Commedia

NON MANGIATE LE MARGHERITE

Titolo OriginalePlease don’t eat the daisies
NazioneU.S.A.
Anno Produzione1960
Genere
Durata114'

TRAMA

Un professore d’arte drammatica accetta di diventare critico teatrale: si trasforma in un punto di riferimento del settore e in uno snob con la fama di stroncatore. Ne subisce le conseguenze la moglie, alle prese con quattro figli pestiferi.

RECENSIONI

Dal romanzo di Jean Kerr e alla presenza del simbolo dei valori del focolaio domestico Doris Day, non poteva che uscire un’edulcorata commedia per famiglie ma, per fortuna, la pellicola ha ottime frecce al proprio arco, fra idee-motrici simpaticissime (i bambini pestiferi, il cane pavido, la vendetta dell’impresario teatrale che inscena una pessima commedia scritta dal critico) ed una non superficiale riflessione sulla professione del critico, nel momento in cui quest’ultima perde la verginità di sguardo in uno showbiz fatto di lusinghe, invidie e menzogne, oppure è logorata dal potere che detiene.
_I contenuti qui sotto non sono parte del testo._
//! Server startup and lifecycle

use crate::{routes, AppState, GatewayConfig};
use std::net::SocketAddr;
use std::sync::Arc;
use tokio::net::TcpListener;
use tracing::info;

/// Run the gateway server until Ctrl-C or SIGTERM
pub async fn run_server(config: GatewayConfig) -> anyhow::Result<()> {
    run_server_with_shutdown(config, shutdown_signal()).await
}

/// Run server with graceful shutdown
pub async fn run_server_with_shutdown(
    config: GatewayConfig,
    shutdown_signal: impl std::future::Future<Output = ()> + Send + 'static,
) -> anyhow::Result<()> {
    let state = Arc::new(AppState::new(config.clone()).await?);
    let app = routes::create_router(state);

    let addr = config.bind_addr();
    let listener = TcpListener::bind(&addr).await?;

    info!("Filegate listening on http://{}", addr);

    axum::serve(
        listener,
        app.into_make_service_with_connect_info::<SocketAddr>(),
    )
    .with_graceful_shutdown(shutdown_signal)
    .await?;

    info!("Gateway shutdown complete");

    Ok(())
}

/// Resolves on Ctrl-C, or SIGTERM on unix
pub async fn shutdown_signal() {
    let ctrl_c = async {
        if let Err(e) = tokio::signal::ctrl_c().await {
            tracing::error!(error = %e, "Failed to listen for Ctrl-C");
            std::future::pending::<()>().await;
        }
    };

    #[cfg(unix)]
    let terminate = async {
        match tokio::signal::unix::signal(tokio::signal::unix::SignalKind::terminate()) {
            Ok(mut signal) => {
                signal.recv().await;
            }
            Err(e) => {
                tracing::error!(error = %e, "Failed to install SIGTERM handler");
                std::future::pending::<()>().await;
            }
        }
    };

    #[cfg(not(unix))]
    let terminate = std::future::pending::<()>();

    tokio::select! {
        _ = ctrl_c => {},
        _ = terminate => {},
    }

    info!("Shutdown signal received");
}
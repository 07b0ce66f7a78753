//! HTTP middleware for authentication, rate limiting, etc.

use crate::auth::{claims_to_principal, extract_bearer_token};
use crate::state::Principal;
use crate::{ApiError, AppState, ErrorCode};
use axum::{
    body::Body,
    extract::{ConnectInfo, State},
    http::{header, HeaderValue, Request},
    middleware::Next,
    response::Response,
};
use governor::{state::keyed::DefaultKeyedStateStore, Quota, RateLimiter};
use std::net::SocketAddr;
use std::num::NonZeroU32;
use std::sync::Arc;
use tracing::{debug, warn};

/// Header carrying the per-request identifier
pub const REQUEST_ID_HEADER: &str = "x-request-id";

/// Rate limiter type
pub type KeyedRateLimiter =
    RateLimiter<String, DefaultKeyedStateStore<String>, governor::clock::DefaultClock>;

/// Create a rate limiter; `None` when limiting is disabled
pub fn create_rate_limiter(requests_per_second: u32) -> Option<Arc<KeyedRateLimiter>> {
    let rps = NonZeroU32::new(requests_per_second)?;
    Some(Arc::new(RateLimiter::keyed(Quota::per_second(rps))))
}

/// Authentication and authorization middleware
pub async fn auth_middleware(
    State(state): State<Arc<AppState>>,
    mut request: Request<Body>,
    next: Next,
) -> Result<Response, ApiError> {
    let method = request.method().clone();
    let path = request.uri().path().to_string();

    if !state.access_policy.requires_authentication(&method, &path) {
        request.extensions_mut().insert(Principal::anonymous());
        return Ok(next.run(request).await);
    }

    let principal = if state.config.auth_enabled {
        authenticate(&state, &request)?
    } else {
        Principal::development()
    };

    if !state.access_policy.is_authorized(&principal.roles, &method, &path) {
        warn!(
            subject = %principal.subject,
            method = %method,
            path = %path,
            "Insufficient role for request"
        );
        return Err(ApiError::new(ErrorCode::AccessDenied, "Access denied"));
    }

    request.extensions_mut().insert(principal);
    Ok(next.run(request).await)
}

fn authenticate(state: &AppState, request: &Request<Body>) -> Result<Principal, ApiError> {
    let header = request
        .headers()
        .get(header::AUTHORIZATION)
        .and_then(|h| h.to_str().ok())
        .ok_or_else(|| ApiError::new(ErrorCode::Unauthorized, "Authentication required"))?;

    let token = extract_bearer_token(header).ok_or_else(|| {
        ApiError::new(ErrorCode::Unauthorized, "Invalid Authorization header format")
    })?;

    let verifier = state
        .token_verifier
        .as_ref()
        .ok_or_else(|| ApiError::Internal("token verifier not configured".to_string()))?;

    let claims = verifier.verify(token)?;
    let principal = claims_to_principal(&claims, &state.config.client_id);

    if principal.is_expired() {
        return Err(ApiError::new(ErrorCode::Unauthorized, "Token has expired"));
    }

    debug!(subject = %principal.subject, "Authenticated request");
    Ok(principal)
}

/// Rate limiting middleware
pub async fn rate_limit_middleware(
    State(limiter): State<Arc<KeyedRateLimiter>>,
    request: Request<Body>,
    next: Next,
) -> Result<Response, ApiError> {
    let key = rate_limit_key(&request);

    if limiter.check_key(&key).is_err() {
        debug!(key = %key, "Rate limit exceeded");
        return Err(ApiError::new(
            ErrorCode::SlowDown,
            "Please reduce your request rate",
        ));
    }

    Ok(next.run(request).await)
}

/// Bucket a request is counted against: the authenticated subject, or the
/// peer address for callers on open paths
pub fn rate_limit_key(request: &Request<Body>) -> String {
    match request.extensions().get::<Principal>() {
        Some(principal) if !principal.is_anonymous() => format!("user:{}", principal.subject),
        _ => match request.extensions().get::<ConnectInfo<SocketAddr>>() {
            Some(ConnectInfo(addr)) => format!("peer:{}", addr.ip()),
            None => "anonymous".to_string(),
        },
    }
}

/// Request ID middleware - adds the x-request-id header
pub async fn request_id_middleware(mut request: Request<Body>, next: Next) -> Response {
    let request_id = uuid::Uuid::new_v4().to_string();
    request
        .extensions_mut()
        .insert(RequestId(request_id.clone()));

    let mut response = next.run(request).await;
    if let Ok(value) = HeaderValue::from_str(&request_id) {
        response.headers_mut().insert(REQUEST_ID_HEADER, value);
    }
    response
}

/// Request ID extension
#[derive(Clone, Debug)]
pub struct RequestId(pub String);

/// Logging middleware
pub async fn logging_middleware(request: Request<Body>, next: Next) -> Response {
    let method = request.method().clone();
    let uri = request.uri().clone();
    let request_id = request
        .extensions()
        .get::<RequestId>()
        .map(|id| id.0.clone())
        .unwrap_or_default();
    let start = std::time::Instant::now();

    let response = next.run(request).await;

    let duration = start.elapsed();
    let status = response.status();

    tracing::info!(
        request_id = %request_id,
        method = %method,
        uri = %uri,
        status = %status.as_u16(),
        duration_ms = %duration.as_millis(),
        "Request completed"
    );

    response
}

#[cfg(test)]
mod tests {
    use super::*;

    #[test]
    fn test_create_rate_limiter() {
        let limiter = create_rate_limiter(1).unwrap();

        assert!(limiter.check_key(&"user1".to_string()).is_ok());
        assert!(limiter.check_key(&"user1".to_string()).is_err());
        // Keys are limited independently
        assert!(limiter.check_key(&"user2".to_string()).is_ok());
    }

    fn request_from(peer: &str, principal: Principal) -> Request<Body> {
        let mut request = Request::get("/docs/retrieve/files/a.txt")
            .body(Body::empty())
            .unwrap();
        let addr: SocketAddr = peer.parse().unwrap();
        request.extensions_mut().insert(ConnectInfo(addr));
        request.extensions_mut().insert(principal);
        request
    }

    #[test]
    fn test_rate_limit_key() {
        let anonymous = request_from("10.0.0.1:4000", Principal::anonymous());
        assert_eq!(rate_limit_key(&anonymous), "peer:10.0.0.1");

        let same_host = request_from("10.0.0.1:5000", Principal::anonymous());
        assert_eq!(rate_limit_key(&same_host), "peer:10.0.0.1");

        let user = request_from("10.0.0.1:4000", Principal::development());
        assert_eq!(rate_limit_key(&user), "user:dev-user");

        let mut bare = Request::get("/health").body(Body::empty()).unwrap();
        bare.extensions_mut().insert(Principal::anonymous());
        assert_eq!(rate_limit_key(&bare), "anonymous");
    }

    #[test]
    fn test_zero_rps_disables_limiter() {
        assert!(create_rate_limiter(0).is_none());
    }
}
//! # Filegate Store
//!
//! Object storage layer for the filegate file gateway.
//!
//! This crate provides:
//! - **Object operations**: Put, get, delete, list and batch-delete keys
//! - **S3 backend**: Any S3-compatible service through the AWS SDK
//! - **Memory backend**: A process-local store for tests and development
//!
//! ## Architecture
//!
//! ```text
//! ┌─────────────────────────────────────────┐
//! │            Gateway Operations           │
//! ├─────────────────────────────────────────┤
//! │           ObjectStore Trait             │
//! ├────────────────────┬────────────────────┤
//! │   S3ObjectStore    │ MemoryObjectStore  │
//! ├────────────────────┴────────────────────┤
//! │      S3 bucket      │   BTreeMap        │
//! └─────────────────────────────────────────┘
//! ```
//!
//! ## Example
//!
//! ```rust,ignore
//! use filegate_store::{MemoryObjectStore, ObjectMeta, ObjectStore};
//!
//! let store = MemoryObjectStore::new();
//! store.put_object("docs/a.txt", data, ObjectMeta::new("text/plain", 5)).await?;
//! let object = store.get_object("docs/a.txt").await?;
//! ```

pub mod error;
pub mod flexible;
pub mod memory;
pub mod s3;

pub use error::{Result, StoreError};
pub use flexible::FlexibleObjectStore;
pub use memory::MemoryObjectStore;
pub use s3::{S3Config, S3ObjectStore};

use async_trait::async_trait;
use bytes::Bytes;
use std::collections::BTreeMap;

/// Default number of keys returned by one listing call
pub const DEFAULT_LIST_PAGE_SIZE: usize = 1000;

/// Content type used when nothing better is known
pub const OCTET_STREAM: &str = "application/octet-stream";

/// Attributes stored alongside an object
#[derive(Clone, Debug, Default, PartialEq, Eq)]
pub struct ObjectMeta {
    /// MIME type served back on retrieval
    pub content_type: String,
    /// Body length in bytes
    pub content_length: u64,
    /// Informational user metadata
    pub metadata: BTreeMap<String, String>,
}

impl ObjectMeta {
    pub fn new(content_type: impl Into<String>, content_length: u64) -> Self {
        Self {
            content_type: content_type.into(),
            content_length,
            metadata: BTreeMap::new(),
        }
    }

    /// Attach a user metadata entry
    pub fn with_metadata(mut self, key: impl Into<String>, value: impl Into<String>) -> Self {
        self.metadata.insert(key.into(), value.into());
        self
    }
}

/// An object read back from the store
#[derive(Clone, Debug)]
pub struct StoredObject {
    pub data: Bytes,
    /// Content type as reported by the store, if any
    pub content_type: Option<String>,
}

/// One page of a prefix listing
#[derive(Clone, Debug, Default)]
pub struct ListPage {
    pub keys: Vec<String>,
    /// Token for the next page; `None` once the listing is exhausted
    pub next_token: Option<String>,
}

/// Trait for object storage backends
#[async_trait]
pub trait ObjectStore: Send + Sync {
    /// Store an object under `key`, replacing any previous value
    async fn put_object(&self, key: &str, data: Bytes, meta: ObjectMeta) -> Result<()>;

    /// Retrieve an object; `StoreError::NotFound` if the key is absent
    async fn get_object(&self, key: &str) -> Result<StoredObject>;

    /// Delete an object. Deleting an absent key succeeds.
    async fn delete_object(&self, key: &str) -> Result<()>;

    /// List a single page of keys starting with `prefix`
    async fn list_objects(&self, prefix: &str, continuation: Option<&str>) -> Result<ListPage>;

    /// Delete many keys at once. Absent keys are ignored.
    async fn delete_objects(&self, keys: &[String]) -> Result<()>;
}
//! Rivulet: the scope and resource-lifecycle core of a pull-based streaming
//! runtime.
//!
//! # Overview
//!
//! A stream program is a free term over a small instruction set: emit
//! values, evaluate effects, acquire and release resources, open and close
//! scopes, and pull chunks from nested streams. The interpreter folds such
//! a term while driving a tree of scopes so that every acquired resource is
//! released exactly once, in reverse acquisition order, on every exit
//! path: normal completion, failure, or asynchronous interruption. Resources
//! can be leased across the tree so a closing scope defers finalization
//! until the last lessee lets go.
//!
//! # Core Guarantees
//!
//! - **Deterministic finalization**: within a scope, finalizers run in
//!   strict reverse order of acquisition; children close before their
//!   parent's resources release.
//! - **Exactly-once finalizers**: every finalizer runs once across all
//!   paths (close, explicit release, leased release), and its errors are
//!   collected, never lost.
//! - **Scoped interruption**: an interrupt at a scope is observed only by
//!   that scope and its descendants, delivered at most once, and bounded by
//!   a re-delivery cap so cleanup cannot livelock.
//! - **Flat interpretation**: the fold and uncons loops are trampolined
//!   over the term's left view; program length never grows the stack.
//!
//! # Module Structure
//!
//! - [`token`]: process-unique identities for scopes and resources
//! - [`error`]: the error enum and aggregation rules
//! - [`segment`]: chunked value segments consumed by the interpreter
//! - [`algebra`]: the instruction set and program constructors
//! - [`scope`]: the scope tree, resources, leases, interrupt contexts
//! - [`compile`]: the step interpreter
//! - [`exec`]: the executor seam for interruptible evaluation
//! - [`config`]: options for interruptible scopes
//! - [`sync`]: the one-shot completion cell
//! - [`tracing_compat`]: feature-gated structured logging

#![forbid(unsafe_code)]
#![warn(missing_docs)]
#![warn(clippy::pedantic)]
#![allow(clippy::missing_errors_doc)]
#![allow(clippy::missing_panics_doc)]
#![allow(clippy::module_name_repetitions)]

pub mod algebra;
pub mod compile;
pub mod config;
pub mod error;
pub mod exec;
pub mod scope;
pub mod segment;
pub mod sync;
pub mod token;
pub mod tracing_compat;

// Re-exports for convenient access to core types.
pub use algebra::{Op, Term, UnconsResult, Val};
pub use compile::compile;
pub use config::{InterruptOptions, DEFAULT_MAX_INTERRUPT_DEPTH};
pub use error::{Error, Result};
pub use exec::{Executor, InlineExecutor, ThreadExecutor};
pub use scope::{InterruptContext, Lease, Resource, Scope};
pub use segment::{Chunk, Segment};
pub use token::Token;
La sceneggiatura di Isobel Lennart è “di ferro”, con botte-e-risposte brillanti, i personaggi sono resi in modo buffo, gli interpreti sono impagabili: si perdona da subito, all’opera, quell’aura moralista, di genere, che rende scontato un epilogo in cui esaltare il ritorno all’ovile (moglie-figli-comunità-amici) della pecorella smarrita (al solito, il maschio-marito: la femmina era la culla, remissiva, del buon senso). Peccato per una drammaturgia che perde colpi verso il finale e non sa nemmeno chiudere con coerenza e chiarezza il preconfezionato precetto: cosa conclude, il testo, in merito al peso e alla responsabilità del mestiere raffigurato? Per quale motivo la coppia era già a pezzi (la sceneggiatura lo fa intuire ma non riannoda i fili)? Che fine fanno gli altri personaggi (la vamp sciupa-famiglie, il tassista aspirante commediografo, l’amico impresario)? Doris Day ri-echeggia “Que sera sera” e canta la discreta title-track quando il figlio ingoia tutte le margherite: in una citazione simpatica, inoltre, ricorda il compagno “d’armi” Rock Hudson.